Table 3 (c), reports the results of the first-stage level regression with respect to another basket of currency index. This time, I use the value-weighted SDR (Special Drawing Right) rate reported by the Mexican Central Bank. The SDR rate is an index of the Mexican Peso with respect to a basket of four major currencies: Euro, Japanese Yen, Pound Sterling, and U.S. Dollar, computed daily by the IMF. The results of the first-stage regression with respect with the SDR index are very similar to the previous sector-level results reported in Tables 3 (a) and (b). Table 3 (c) shows that all of the sectors with significant exposure coefficients in Table 3 (b), (using the RER index), except for Health Care, are significant.
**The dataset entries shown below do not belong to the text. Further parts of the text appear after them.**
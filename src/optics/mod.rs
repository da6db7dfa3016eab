//! Optics for focusing into structured data.
//!
//! This module provides optics - composable accessors that describe *where*
//! a value lives inside a larger value. Optics never own the data they focus
//! on; they are pure descriptions of an access pattern and can be stored in
//! statics, cloned, and shared freely.
//!
//! # Optics Hierarchy
//!
//! ```text
//! Lens   (key path)  : part always exists in the whole
//! Prism  (case path) : part exists only under one variant of the whole
//! Lens + Prism = Optional
//! ```
//!
//! # Available Optics
//!
//! - [`Lens`]: Focus on a single field (get/set access)
//! - [`Prism`]: Focus on a variant of an enum (extract/embed access)
//! - [`Optional`]: Focus on a value that may or may not exist (mixed composition)
//! - [`IdentityLens`] / [`IdentityPrism`]: The neutral element of composition
//!
//! # Example with Lens
//!
//! ```
//! use optica::optics::Lens;
//! use optica::lens;
//!
//! #[derive(Clone, PartialEq, Debug)]
//! struct Location { city: String, country: String }
//!
//! #[derive(Clone, PartialEq, Debug)]
//! struct User { id: i64, is_admin: bool, location: Location, name: String }
//!
//! let user = User {
//!     id: 42,
//!     is_admin: true,
//!     location: Location { city: "Brooklyn".to_string(), country: "USA".to_string() },
//!     name: "Blob".to_string(),
//! };
//!
//! // A dotted path builds one lens straight through nested fields
//! let city = lens!(User, location.city);
//! assert_eq!(city.get(&user), "Brooklyn");
//!
//! let moved = city.set_owned(user, "Queens".to_string());
//! assert_eq!(moved.location.city, "Queens");
//! assert_eq!(moved.location.country, "USA");
//! ```
//!
//! # Example with Prism
//!
//! ```
//! use optica::optics::Prism;
//! use optica::prism;
//!
//! #[derive(Clone, PartialEq, Debug)]
//! struct AccessToken { token: String }
//!
//! #[derive(Clone, PartialEq, Debug)]
//! enum Authentication {
//!     Authenticated(AccessToken),
//!     Unauthenticated,
//! }
//!
//! let authenticated = prism!(Authentication, Authenticated);
//!
//! let signed_in = Authentication::Authenticated(AccessToken { token: "deadbeef".to_string() });
//! assert_eq!(
//!     authenticated.extract(&signed_in),
//!     Some(AccessToken { token: "deadbeef".to_string() })
//! );
//! assert_eq!(authenticated.extract(&Authentication::Unauthenticated), None);
//! ```
//!
//! # Example with right-associative composition
//!
//! ```
//! use optica::optics::Prism;
//! use optica::{compose_path, prism};
//!
//! #[derive(Clone, PartialEq, Debug)]
//! enum Authentication { Authenticated(String), Unauthenticated }
//!
//! let token = compose_path!(
//!     prism!(Result<Authentication, String>, Ok),
//!     prism!(Authentication, Authenticated),
//! );
//!
//! let response: Result<Authentication, String> =
//!     Ok(Authentication::Authenticated("cafed00d".to_string()));
//! assert_eq!(token.extract(&response), Some("cafed00d".to_string()));
//! assert_eq!(token.embed("x".to_string()), Ok(Authentication::Authenticated("x".to_string())));
//! ```
//!
//! # Lens Laws
//!
//! 1. **SetGet Law**: `lens.get(&lens.set_owned(source, value)) == value`
//! 2. **GetSet Law**: `lens.set_owned(source.clone(), lens.get(&source)) == source`
//! 3. **SetSet Law**: `lens.set_owned(lens.set_owned(source, v1), v2) == lens.set_owned(source, v2)`
//!
//! # Prism Laws
//!
//! 1. **EmbedExtract Law**: `prism.extract(&prism.embed(value)) == Some(value)`
//! 2. **ExtractEmbed Law**: if `prism.extract(&source) == Some(value)` then `prism.embed(value) == source`
//!
//! [`laws`] provides checkers for both sets of laws.

mod identity;
pub mod laws;
mod lens;
mod optional;
mod prism;

pub use identity::identity_lens;
pub use identity::identity_prism;
pub use identity::IdentityLens;
pub use identity::IdentityPrism;

pub use lens::ComposedLens;
pub use lens::FunctionLens;
pub use lens::Lens;

pub use prism::ComposedPrism;
pub use prism::FunctionPrism;
pub use prism::Prism;

pub use optional::LensPrismComposition;
pub use optional::Optional;
pub use optional::PrismLensComposition;

/// Composes optics from the outside in, grouping to the right.
///
/// `compose_path!(a, b, c)` expands to `a.compose(b.compose(c))`, so a
/// dotted path `a.b.c` reads left to right while composition associates the
/// way the identity laws expect. Works for any chain of lenses or any chain
/// of prisms.
///
/// # Example
///
/// ```
/// use optica::optics::{Lens, identity_lens};
/// use optica::{compose_path, lens};
///
/// #[derive(Clone, PartialEq, Debug)]
/// struct Inner { value: i32 }
///
/// #[derive(Clone, PartialEq, Debug)]
/// struct Outer { inner: Inner }
///
/// let value = compose_path!(lens!(Outer, inner), lens!(Inner, value), identity_lens::<i32>());
/// let data = Outer { inner: Inner { value: 7 } };
/// assert_eq!(value.get(&data), 7);
/// ```
#[macro_export]
macro_rules! compose_path {
    ($single:expr $(,)?) => {
        $single
    };
    ($head:expr, $($tail:expr),+ $(,)?) => {
        $head.compose($crate::compose_path!($($tail),+))
    };
}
Again, all the coefficients post negative signs. This indicates that Mexican currency depreciations are significantly correlated with losses in the market value of equity of an important fraction of firms in most industrial sectors.
Table 3. Measuring Exposure
The first-stage level regressions suggest that both at the firm- and the industry-level, currency depreciations are overwhelmingly associated with significant decreases in equity market value. At this point, this runs counter to the conventional wisdom that depreciations benefit exporting firms (of the 71 firms in the sample, only 12 are domestic firms; 24 firms have 25 percent or more in foreign sales). The results suggest that if many of these firms hold foreign debt, a currency depreciation will make it difficult for them to service such debt. The second-stage level regressions might shed more light into the factors that might be driving these results.
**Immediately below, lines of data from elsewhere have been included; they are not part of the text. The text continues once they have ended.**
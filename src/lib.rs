//! # optica
//!
//! Composable, type-safe accessors into structured data, and the state
//! transition machinery built on top of them.
//!
//! ## Overview
//!
//! - **Key paths (lenses)**: focus on a field that always exists inside a product type
//! - **Case paths (prisms)**: focus on the payload of one variant of a sum type
//! - **Composition**: chain optics into deeper optics, including lens/prism mixes
//! - **Reducers**: pull a local state transition back into a global one through an optic
//! - **Store**: a single-writer state container with synchronous subscriptions
//!
//! ## Feature Flags
//!
//! - `optics`: Lens, Prism, Optional, identity optics and collection helpers
//! - `reducer`: `Reducer` and pullback
//! - `store`: `Store`, scoped stores and bindings
//! - `derive`: `#[derive(Lenses)]` and `#[derive(Prisms)]`
//! - `full`: Enable all features
//!
//! ## Example
//!
//! ```rust
//! use optica::prelude::*;
//! use optica::lens;
//!
//! #[derive(Clone, PartialEq, Debug)]
//! struct Location { city: String, country: String }
//!
//! #[derive(Clone, PartialEq, Debug)]
//! struct User { id: i64, location: Location }
//!
//! let city = lens!(User, location).compose(lens!(Location, city));
//!
//! let mut user = User {
//!     id: 42,
//!     location: Location { city: "Brooklyn".to_string(), country: "USA".to_string() },
//! };
//! assert_eq!(city.get(&user), "Brooklyn");
//!
//! city.set(&mut user, "Queens".to_string());
//! assert_eq!(user.location.city, "Queens");
//! assert_eq!(user.location.country, "USA");
//! ```

#![forbid(unsafe_code)]
#![warn(missing_docs)]
#![warn(clippy::all)]
#![warn(clippy::pedantic)]
#![warn(clippy::nursery)]
#![allow(clippy::redundant_closure_for_method_calls)]

/// Prelude module for convenient imports.
///
/// # Usage
///
/// ```rust
/// use optica::prelude::*;
/// ```
pub mod prelude {
    #[cfg(feature = "optics")]
    pub use crate::collection::*;

    #[cfg(feature = "optics")]
    pub use crate::optics::*;

    #[cfg(feature = "reducer")]
    pub use crate::reducer::*;

    #[cfg(feature = "store")]
    pub use crate::store::*;

    #[cfg(feature = "derive")]
    pub use optica_derive::{Lenses, Prisms};
}

#[cfg(feature = "optics")]
pub mod optics;

#[cfg(feature = "optics")]
pub mod collection;

#[cfg(feature = "reducer")]
pub mod reducer;

#[cfg(feature = "store")]
pub mod store;

#[cfg(feature = "derive")]
pub use optica_derive::{Lenses, Prisms};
7.2. Second-stage Regressions: Determinants of Exposure

The first-stage regressions have established that there is significant exchange rate exposure risk across a large cross-section of publicly traded Mexican firms. The next step is to explain such exposure. To do so, I regress the δi coefficient on the several variables for firm characteristics in regression (2) in section 4, above.
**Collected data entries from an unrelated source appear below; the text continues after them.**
//! Fixtures shared by the integration tests.

#![allow(dead_code)]

use proptest::prelude::*;

#[derive(Clone, PartialEq, Eq, Debug)]
pub struct Location {
    pub city: String,
    pub country: String,
}

#[derive(Clone, PartialEq, Eq, Debug)]
pub struct User {
    pub id: i64,
    pub is_admin: bool,
    pub location: Location,
    pub name: String,
}

#[derive(Clone, PartialEq, Eq, Debug)]
pub struct AccessToken {
    pub token: String,
}

#[derive(Clone, PartialEq, Eq, Debug)]
pub enum Authentication {
    Authenticated(AccessToken),
    Unauthenticated,
}

pub fn brooklyn() -> Location {
    Location {
        city: "Brooklyn".to_string(),
        country: "USA".to_string(),
    }
}

pub fn blob() -> User {
    User {
        id: 42,
        is_admin: true,
        location: brooklyn(),
        name: "Blob".to_string(),
    }
}

pub fn token(value: &str) -> AccessToken {
    AccessToken {
        token: value.to_string(),
    }
}

pub fn arb_location() -> impl Strategy<Value = Location> {
    ("[A-Za-z ]{0,12}", "[A-Za-z ]{0,12}").prop_map(|(city, country)| Location { city, country })
}

pub fn arb_user() -> impl Strategy<Value = User> {
    (any::<i64>(), any::<bool>(), arb_location(), "[A-Za-z. ]{0,16}").prop_map(
        |(id, is_admin, location, name)| User {
            id,
            is_admin,
            location,
            name,
        },
    )
}

pub fn arb_token() -> impl Strategy<Value = AccessToken> {
    "[0-9a-f]{0,16}".prop_map(|token| AccessToken { token })
}

pub fn arb_authentication() -> impl Strategy<Value = Authentication> {
    prop_oneof![
        arb_token().prop_map(Authentication::Authenticated),
        Just(Authentication::Unauthenticated),
    ]
}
7.2.1. Size and Industrial Sector
Firms’ characteristics such as size and industry affiliation have been found to be important determinants of exposure (Dominguez and Tesar 2006, Williamson 2001, respectively). Table 4 shows the results of regressing the dependent variable, the δi coefficient, on independent dummy variables for firm size. Recall that the δi coefficient measures the relative change in firm- or sector-level exposure that occurs as a result of changes in the exchange rate after conditioning on the market return. To test for size, the sample was divided into tertiles based on market capitalization (please refer to Table 1 Summary Statistics per firm and Appendix A for a summary of market capitalization means by industrial sector). Small-size firms have a market capitalization of less than $2.30 billion; mid-sized firms have a level of market capitalization between $2.52 and $7.34 billion; and large-size firms have a market capitalization between $7.79 and $136.50 billion, with TelMex being the largest firm in the sample by this measure. Dummy variables for mid- and large-size firms were included in the regression; they will be compared to the small-size firm category.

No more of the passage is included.